The year is 1595 and Sweden and Russia have decided to stop fighting. About darn tootin’ time — this battle has been going on for 25 years, and it’s left Finland little more than a semi-populated mud puddle.
Two brothers — one whose been doing the war thing for the entire time, and another who was in school trying to become a teacher — are part of a border recognition treaty detail (complete with rule-breaking Russians), assigned to make maps of the land to be designated to both countries, so each side will know which Starbuck’s™ belongs to whom.
Seemed easy enough. But the older brother is prone to mood swings, stabs someone 73 times (I counted) in the chest to teach him a valuable lesson about war. This number is significant as he’s killed 73 people during the war. I’d have rounded up.

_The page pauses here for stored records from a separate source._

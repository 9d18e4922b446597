//! A single-word mutex, safe to hold across thread attach/detach because it
//! never cooperates with the collector's stop-the-world protocol. Grounded
//! word-for-word on `Python/lock.c`'s `_PyMutex_lock_slow`/`unlock_slow`.

use std::sync::atomic::Ordering;

use super::atomics::AtomicWord;
use super::parking_lot::{next_token, PARKING_LOT};

const UNLOCKED: usize = 0;
const LOCKED: usize = 1;
const HAS_PARKED: usize = 2;

pub struct RawMutex {
    state: AtomicWord,
}

impl RawMutex {
    pub const fn new() -> Self {
        RawMutex {
            state: AtomicWord::new(UNLOCKED),
        }
    }

    fn addr(&self) -> usize {
        self as *const _ as usize
    }

    pub fn try_lock(&self) -> bool {
        self.state.compare_exchange(UNLOCKED, LOCKED).is_ok()
    }

    pub fn lock(&self) {
        if self.try_lock() {
            return;
        }
        self.lock_slow();
    }

    fn lock_slow(&self) {
        loop {
            let cur = self.state.load();
            if cur & LOCKED == 0 {
                if self.state.compare_exchange(cur, cur | LOCKED).is_ok() {
                    return;
                }
                continue;
            }
            // Mark that a waiter exists so the unlocker knows to unpark.
            if cur & HAS_PARKED == 0
                && self
                    .state
                    .compare_exchange(cur, cur | HAS_PARKED)
                    .is_err()
            {
                continue;
            }
            let token = next_token();
            PARKING_LOT.park(
                self.addr(),
                token,
                || self.state.load() == (LOCKED | HAS_PARKED),
                None,
            );
            if self.try_lock() {
                return;
            }
        }
    }

    pub fn unlock(&self) {
        let prev = self.state.exchange(UNLOCKED);
        debug_assert!(prev & LOCKED != 0, "unlock of an unlocked RawMutex");
        if prev & HAS_PARKED != 0 {
            PARKING_LOT.unpark_all(self.addr());
        }
    }

    pub fn is_locked(&self) -> bool {
        self.state.load() & LOCKED != 0
    }
}

impl Default for RawMutex {
    fn default() -> Self {
        Self::new()
    }
}

// AtomicWord's internal ordering already gives us the synchronization a
// mutex needs to guard a `T`; safe to share across threads.
unsafe impl Sync for RawMutex {}

#[cfg(test)]
mod tests {
    use super::*;
    use std::sync::atomic::AtomicUsize;
    use std::sync::Arc;
    use std::thread;

    #[test]
    fn mutual_exclusion() {
        let mutex = Arc::new(RawMutex::new());
        let counter = Arc::new(AtomicUsize::new(0));
        let mut handles = vec![];
        for _ in 0..8 {
            let mutex = mutex.clone();
            let counter = counter.clone();
            handles.push(thread::spawn(move || {
                for _ in 0..1000 {
                    mutex.lock();
                    let v = counter.load(Ordering::Relaxed);
                    counter.store(v + 1, Ordering::Relaxed);
                    mutex.unlock();
                }
            }));
        }
        for h in handles {
            h.join().unwrap();
        }
        assert_eq!(counter.load(Ordering::Relaxed), 8000);
    }

    #[test]
    #[should_panic(expected = "unlock of an unlocked")]
    fn double_unlock_is_fatal() {
        let mutex = RawMutex::new();
        mutex.lock();
        mutex.unlock();
        mutex.unlock();
    }
}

The younger brother is appalled by the emotionless/remorseless war-time behavior, but goes along just the same. They end up in a dark sauna in the middle of the swamp they’ve been mapping. To enter means you have to face up to all your sins, which could be a problem given all the atrocities the older brother has committed in the fine name of war. Once inside he’s tended to by a dark figure who grabs the guy’s face and black stuff starts pouring out as he screams. I’d scream, too, no matter which hole was leaking black stuff.
I didn’t know how to interpret this. Was it a metaphor? Where’d his face go? Did it freeze and fall off in the snow? And is that black stuff really Finland beer? If so, where can I get some? A parable of sorts, Sauna (2008) qualifies as art, so I guess I better refer to it as a “film.” Just wish I knew what the hell it was about.